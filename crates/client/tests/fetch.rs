use std::collections::HashMap;
use std::sync::{Arc, Mutex};

use axum::{Json, Router, extract::Query, http::StatusCode, routing::get};
use chrono::NaiveDate;
use client::PayablesClient;
use engine::{DateRange, LedgerFilter, LedgerSource, Subject, SubjectKind};
use serde_json::json;

type SeenParams = Arc<Mutex<Option<HashMap<String, String>>>>;

async fn serve(router: Router) -> String {
    let listener = tokio::net::TcpListener::bind("127.0.0.1:0").await.unwrap();
    let addr = listener.local_addr().unwrap();
    tokio::spawn(async move {
        axum::serve(listener, router).await.unwrap();
    });
    format!("http://{addr}")
}

fn recording_router(path: &str, seen: SeenParams) -> Router {
    Router::new().route(
        path,
        get(move |Query(params): Query<HashMap<String, String>>| {
            let seen = seen.clone();
            async move {
                *seen.lock().unwrap() = Some(params);
                Json(json!({
                    "debit": [
                        {"id": "p-1", "amount": 1000.0, "paymentMethod": "Credit", "date": "2024-01-10"}
                    ],
                    "credit": [
                        {"id": "pay-1", "amount": 400.0, "date": "2024-01-20"}
                    ]
                }))
            }
        }),
    )
}

#[tokio::test]
async fn vendor_fetch_parses_both_sides() {
    let seen: SeenParams = Arc::new(Mutex::new(None));
    let server = serve(recording_router("/ledger/vendor-payables", seen.clone())).await;

    let client = PayablesClient::new(&server);
    let subject = Subject::new("v-1", "Acme Traders", SubjectKind::Vendor);
    let ledger = client
        .fetch(&subject, &LedgerFilter::default())
        .await
        .unwrap();

    assert_eq!(ledger.debit.len(), 1);
    assert_eq!(ledger.credit.len(), 1);
    assert_eq!(ledger.debit[0].amount, Some(1000.0));

    let params = seen.lock().unwrap().clone().unwrap();
    assert_eq!(params.get("vendorId").map(String::as_str), Some("v-1"));
    assert!(!params.contains_key("fromDate"));
    assert!(!params.contains_key("companyId"));
}

#[tokio::test]
async fn expense_fetch_uses_expense_id_and_forwards_scope() {
    let seen: SeenParams = Arc::new(Mutex::new(None));
    let server = serve(recording_router("/ledger/expense-payables", seen.clone())).await;

    let client = PayablesClient::new(&server);
    let subject = Subject::new("e-7", "Office Rent", SubjectKind::Expense);
    let filter = LedgerFilter {
        range: Some(DateRange {
            from: NaiveDate::from_ymd_opt(2024, 1, 1).unwrap(),
            to: NaiveDate::from_ymd_opt(2024, 3, 31).unwrap(),
        }),
        company: Some("co-1".to_string()),
    };
    client.fetch(&subject, &filter).await.unwrap();

    let params = seen.lock().unwrap().clone().unwrap();
    assert_eq!(params.get("expenseId").map(String::as_str), Some("e-7"));
    assert!(!params.contains_key("vendorId"));
    assert_eq!(params.get("fromDate").map(String::as_str), Some("2024-01-01"));
    assert_eq!(params.get("toDate").map(String::as_str), Some("2024-03-31"));
    assert_eq!(params.get("companyId").map(String::as_str), Some("co-1"));
}

#[tokio::test]
async fn server_error_maps_to_fetch_error() {
    let router = Router::new().route(
        "/ledger/vendor-payables",
        get(|| async { (StatusCode::INTERNAL_SERVER_ERROR, "boom") }),
    );
    let server = serve(router).await;

    let client = PayablesClient::new(&server);
    let subject = Subject::new("v-1", "Acme Traders", SubjectKind::Vendor);
    let err = client
        .fetch(&subject, &LedgerFilter::default())
        .await
        .unwrap_err();

    assert_eq!(err.subject_id, "v-1");
    assert!(err.message.contains("500"));
}

#[tokio::test]
async fn malformed_body_maps_to_fetch_error() {
    let router = Router::new().route(
        "/ledger/vendor-payables",
        get(|| async { "not json at all" }),
    );
    let server = serve(router).await;

    let client = PayablesClient::new(&server);
    let subject = Subject::new("v-1", "Acme Traders", SubjectKind::Vendor);
    let err = client
        .fetch(&subject, &LedgerFilter::default())
        .await
        .unwrap_err();
    assert!(err.message.contains("invalid response body"));
}
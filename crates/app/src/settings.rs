//! Handles settings for the application. Configuration is written in
//! `bahikhata.toml`; every key can be overridden with `BAHIKHATA_`
//! environment variables (e.g. `BAHIKHATA_SERVER__URL`).

use config::{Config, ConfigError, Environment, File};
use serde::Deserialize;

#[derive(Debug, Deserialize)]
pub struct Server {
    /// Base URL of the persistence service exposing the ledger endpoints.
    pub url: String,
}

#[derive(Debug, Deserialize)]
pub struct App {
    pub level: String,
}

#[derive(Debug, Deserialize)]
pub struct Settings {
    pub server: Server,
    pub app: App,
    /// Company scope applied to every fetch; `None` means unscoped.
    pub company: Option<String>,
    /// Where export files land. Defaults to the working directory.
    pub output_dir: Option<String>,
}

impl Settings {
    pub fn new() -> Result<Self, ConfigError> {
        let settings = Config::builder()
            .set_default("server.url", "http://127.0.0.1:3000")?
            .set_default("app.level", "info")?
            .add_source(File::with_name("bahikhata").required(false))
            .add_source(Environment::with_prefix("BAHIKHATA").separator("__"))
            .build()?;

        settings.try_deserialize()
    }
}
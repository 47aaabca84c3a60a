//! HTTP client for the payables ledger endpoints.
//!
//! Implements the engine's [`LedgerSource`] seam over the persistence
//! service's two read endpoints. Transport failures and non-success
//! statuses collapse into per-subject [`FetchError`] values; the batch
//! reconciler decides what to do with them.

use engine::{FetchError, LedgerFilter, LedgerSource, RawLedger, Subject, SubjectKind};
use reqwest::Client;

const DATE_PARAM_FORMAT: &str = "%Y-%m-%d";

/// Client for `GET /ledger/vendor-payables` and
/// `GET /ledger/expense-payables`.
#[derive(Clone, Debug)]
pub struct PayablesClient {
    server: String,
    client: Client,
}

impl PayablesClient {
    pub fn new(server: &str) -> Self {
        Self::with_client(server, Client::new())
    }

    /// Build with a preconfigured `reqwest` client (shared pools, proxies).
    pub fn with_client(server: &str, client: Client) -> Self {
        Self {
            server: server.trim_end_matches('/').to_string(),
            client,
        }
    }
}

impl LedgerSource for PayablesClient {
    async fn fetch(
        &self,
        subject: &Subject,
        filter: &LedgerFilter,
    ) -> Result<RawLedger, FetchError> {
        let (path, id_param) = match subject.kind {
            SubjectKind::Vendor => ("vendor-payables", "vendorId"),
            SubjectKind::Expense => ("expense-payables", "expenseId"),
        };
        let url = format!("{}/ledger/{path}", self.server);

        let mut query: Vec<(&str, String)> = vec![(id_param, subject.id.clone())];
        if let Some(range) = &filter.range {
            query.push(("fromDate", range.from.format(DATE_PARAM_FORMAT).to_string()));
            query.push(("toDate", range.to.format(DATE_PARAM_FORMAT).to_string()));
        }
        if let Some(company) = &filter.company {
            query.push(("companyId", company.clone()));
        }

        tracing::debug!("GET {url} for subject {}", subject.id);
        let response = self
            .client
            .get(&url)
            .query(&query)
            .send()
            .await
            .map_err(|err| FetchError::new(subject, err.to_string()))?;

        let status = response.status();
        if !status.is_success() {
            match response.text().await {
                Ok(body) => tracing::debug!("body: {body}"),
                Err(err) => tracing::debug!("body read failed: {err}"),
            }
            return Err(FetchError::new(
                subject,
                format!("unexpected status {status}"),
            ));
        }

        response
            .json::<RawLedger>()
            .await
            .map_err(|err| FetchError::new(subject, format!("invalid response body: {err}")))
    }
}
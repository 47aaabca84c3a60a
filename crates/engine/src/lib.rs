//! Ledger reconciliation engine.
//!
//! Turns the raw two-sided payables ledgers served by the persistence
//! service into canonical [`LedgerEntry`] values, computes per-subject
//! [`SubjectTotals`] and cross-subject [`GrandTotals`], and exposes the
//! [`LedgerSource`] seam the HTTP client plugs into.
//!
//! The engine itself performs no I/O and never mutates the origin records:
//! ledgers are recomputed from scratch on every query.

pub use api_types::ledger::{DateRange, RawEntry, RawLedger};
pub use api_types::subject::{Subject, SubjectKind};

pub use aggregate::{NetPosition, SettlementStatus, SubjectTotals, aggregate};
pub use classify::{CREDIT_TERMS, Classification, classify};
pub use entry::{EntryOrigin, LedgerEntry, Side};
pub use error::FetchError;
pub use normalize::{first_usable, normalize, normalize_ledger};
pub use reconcile::{
    GrandTotals, LedgerFilter, LedgerSource, Reconciliation, SubjectLedger, reconcile_all,
    reconcile_subject,
};

mod aggregate;
mod classify;
mod entry;
mod error;
pub mod money;
mod normalize;
mod reconcile;
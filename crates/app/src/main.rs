use std::path::{Path, PathBuf};

use chrono::NaiveDate;
use clap::{Parser, Subcommand, ValueEnum};
use client::PayablesClient;
use engine::{
    DateRange, LedgerFilter, Subject, SubjectKind, money, reconcile_all, reconcile_subject,
};
use export::{bulk_workbook, expense_csv, export_filename, vendor_workbook};

mod settings;

type BoxError = Box<dyn std::error::Error + Send + Sync>;

#[derive(Parser)]
#[command(name = "bahikhata", about = "Payables ledger reconciliation and exports")]
struct Cli {
    #[command(subcommand)]
    command: Command,
}

#[derive(Subcommand)]
enum Command {
    /// Export every subject's ledger into one workbook.
    Bulk {
        /// JSON file listing the subjects to cover.
        #[arg(long)]
        subjects: PathBuf,
        /// Range start (YYYY-MM-DD); requires --to.
        #[arg(long)]
        from: Option<NaiveDate>,
        /// Range end (YYYY-MM-DD); requires --from.
        #[arg(long)]
        to: Option<NaiveDate>,
        /// Output file; defaults to a generated name in the output dir.
        #[arg(long)]
        out: Option<PathBuf>,
    },
    /// Export one subject's ledger: a workbook for vendors, a CSV for
    /// expense heads.
    Subject {
        #[arg(long)]
        id: String,
        #[arg(long)]
        name: String,
        #[arg(long, value_enum, default_value_t = KindArg::Vendor)]
        kind: KindArg,
        #[arg(long)]
        from: Option<NaiveDate>,
        #[arg(long)]
        to: Option<NaiveDate>,
        #[arg(long)]
        out: Option<PathBuf>,
    },
    /// Print per-subject totals and the grand position.
    Summary {
        /// JSON file listing the subjects to cover.
        #[arg(long)]
        subjects: PathBuf,
        #[arg(long)]
        from: Option<NaiveDate>,
        #[arg(long)]
        to: Option<NaiveDate>,
    },
}

#[derive(Clone, Copy, ValueEnum)]
enum KindArg {
    Vendor,
    Expense,
}

impl From<KindArg> for SubjectKind {
    fn from(value: KindArg) -> Self {
        match value {
            KindArg::Vendor => SubjectKind::Vendor,
            KindArg::Expense => SubjectKind::Expense,
        }
    }
}

#[tokio::main]
async fn main() -> Result<(), BoxError> {
    let settings = settings::Settings::new()?;

    tracing_subscriber::fmt()
        .with_env_filter(format!(
            "bahikhata={level},client={level},engine={level},export={level}",
            level = settings.app.level
        ))
        .init();

    let cli = Cli::parse();
    let client = PayablesClient::new(&settings.server.url);

    match cli.command {
        Command::Bulk {
            subjects,
            from,
            to,
            out,
        } => {
            let subjects = load_subjects(&subjects)?;
            let range = build_range(from, to)?;
            let filter = LedgerFilter {
                range,
                company: settings.company.clone(),
            };

            let recon = reconcile_all(&client, &subjects, &filter).await;
            if recon.all_failed() {
                return Err("every subject failed to load".into());
            }

            let blob = bulk_workbook(&recon)?;
            let default_name = subjects
                .first()
                .map(|s| format!("all-{}s", s.kind.as_str().to_lowercase()))
                .unwrap_or_else(|| "ledger".to_string());
            let path = resolve_out(
                out,
                settings.output_dir.as_deref(),
                &export_filename(&default_name, range.as_ref(), "xlsx"),
            );
            std::fs::write(&path, blob)?;
            tracing::info!(
                "wrote {} ({} subjects, {} skipped)",
                path.display(),
                recon.grand.subject_count,
                recon.skipped.len()
            );
        }
        Command::Subject {
            id,
            name,
            kind,
            from,
            to,
            out,
        } => {
            let subject = Subject::new(id, name, kind.into());
            let range = build_range(from, to)?;
            let filter = LedgerFilter {
                range,
                company: settings.company.clone(),
            };

            let ledger = reconcile_subject(&client, &subject, &filter).await?;
            let (blob, extension) = match subject.kind {
                SubjectKind::Vendor => (vendor_workbook(&ledger)?, "xlsx"),
                SubjectKind::Expense => (expense_csv(&ledger)?, "csv"),
            };
            let path = resolve_out(
                out,
                settings.output_dir.as_deref(),
                &export_filename(&subject.name, range.as_ref(), extension),
            );
            std::fs::write(&path, blob)?;
            tracing::info!("wrote {}", path.display());
        }
        Command::Summary { subjects, from, to } => {
            let subjects = load_subjects(&subjects)?;
            let range = build_range(from, to)?;
            let filter = LedgerFilter {
                range,
                company: settings.company.clone(),
            };

            let recon = reconcile_all(&client, &subjects, &filter).await;
            print_summary(&recon);
        }
    }

    Ok(())
}

fn load_subjects(path: &Path) -> Result<Vec<Subject>, BoxError> {
    let raw = std::fs::read_to_string(path)?;
    let subjects: Vec<Subject> = serde_json::from_str(&raw)?;
    if subjects.is_empty() {
        return Err(format!("no subjects in {}", path.display()).into());
    }
    Ok(subjects)
}

fn build_range(from: Option<NaiveDate>, to: Option<NaiveDate>) -> Result<Option<DateRange>, BoxError> {
    match (from, to) {
        (Some(from), Some(to)) => {
            if from > to {
                return Err("--from must not be after --to".into());
            }
            Ok(Some(DateRange { from, to }))
        }
        (None, None) => Ok(None),
        _ => Err("--from and --to must be provided together".into()),
    }
}

fn resolve_out(out: Option<PathBuf>, output_dir: Option<&str>, filename: &str) -> PathBuf {
    match out {
        Some(path) => path,
        None => Path::new(output_dir.unwrap_or(".")).join(filename),
    }
}

fn print_summary(recon: &engine::Reconciliation) {
    println!(
        "{:<28} {:>18} {:>18} {:>18}  {}",
        "Subject", "Debit", "Credit", "Balance", "Status"
    );
    for ledger in &recon.subjects {
        let totals = &ledger.totals;
        println!(
            "{:<28} {:>18} {:>18} {:>18}  {}",
            ledger.subject.name,
            money::format_amount(totals.debit_total),
            money::format_amount(totals.credit_total),
            money::format_amount(totals.balance),
            totals.status().as_str()
        );
    }
    for skipped in &recon.skipped {
        println!("{:<28} (skipped: {})", skipped.subject_id, skipped.message);
    }
    println!(
        "\n{} subjects, total debit {}, total credit {}, {} {}",
        recon.grand.subject_count,
        money::format_inr(recon.grand.total_debit),
        money::format_inr(recon.grand.total_credit),
        recon.grand.position().as_str(),
        money::format_inr(recon.grand.total_balance.abs())
    );
}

• Task
Each line from the top of the material above through the line containing "let addr = listener.local_addr().unwrap();" must be output exactly, and no other line.

• Your response
filename crates/client/tests/fetch.rs
use std::collections::HashMap;
use std::sync::{Arc, Mutex};

use axum::{Json, Router, extract::Query, http::StatusCode, routing::get};
use chrono::NaiveDate;
use client::PayablesClient;
use engine::{DateRange, LedgerFilter, LedgerSource, Subject, SubjectKind};
use serde_json::json;

type SeenParams = Arc<Mutex<Option<HashMap<String, String>>>>;

async fn serve(router: Router) -> String {
    let listener = tokio::net::TcpListener::bind("127.0.0.1:0").await.unwrap();
    let addr = listener.local_addr().unwrap();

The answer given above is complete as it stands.